■ What you have to do
Check each line of the entries below for the word "BufReader", and copy the lines that have it.

■ Records supplied
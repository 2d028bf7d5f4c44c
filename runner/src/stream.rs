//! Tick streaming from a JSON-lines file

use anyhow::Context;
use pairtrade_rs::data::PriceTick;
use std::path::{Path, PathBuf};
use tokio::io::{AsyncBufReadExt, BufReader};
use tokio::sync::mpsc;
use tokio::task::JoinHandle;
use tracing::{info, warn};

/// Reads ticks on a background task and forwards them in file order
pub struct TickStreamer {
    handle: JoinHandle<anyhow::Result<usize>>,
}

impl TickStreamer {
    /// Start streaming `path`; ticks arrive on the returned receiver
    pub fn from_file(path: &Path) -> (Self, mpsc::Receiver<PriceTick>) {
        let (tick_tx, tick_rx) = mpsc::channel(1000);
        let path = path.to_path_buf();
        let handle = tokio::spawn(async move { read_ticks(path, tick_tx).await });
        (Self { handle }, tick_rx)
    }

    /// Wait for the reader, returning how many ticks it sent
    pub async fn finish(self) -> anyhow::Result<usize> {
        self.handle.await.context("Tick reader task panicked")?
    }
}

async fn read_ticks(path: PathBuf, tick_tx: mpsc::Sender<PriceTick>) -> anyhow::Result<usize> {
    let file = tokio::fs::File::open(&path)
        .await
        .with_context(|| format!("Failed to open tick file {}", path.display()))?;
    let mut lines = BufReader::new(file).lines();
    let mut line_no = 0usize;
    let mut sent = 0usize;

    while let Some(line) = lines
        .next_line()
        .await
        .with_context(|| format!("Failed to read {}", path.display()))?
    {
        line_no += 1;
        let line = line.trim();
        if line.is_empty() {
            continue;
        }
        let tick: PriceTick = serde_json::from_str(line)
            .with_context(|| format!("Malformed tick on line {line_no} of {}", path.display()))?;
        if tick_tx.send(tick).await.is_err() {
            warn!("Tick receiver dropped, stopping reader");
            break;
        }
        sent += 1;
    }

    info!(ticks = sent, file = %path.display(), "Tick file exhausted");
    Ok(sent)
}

■ Answer space
use tokio::io::{AsyncBufReadExt, BufReader};
    let mut lines = BufReader::new(file).lines();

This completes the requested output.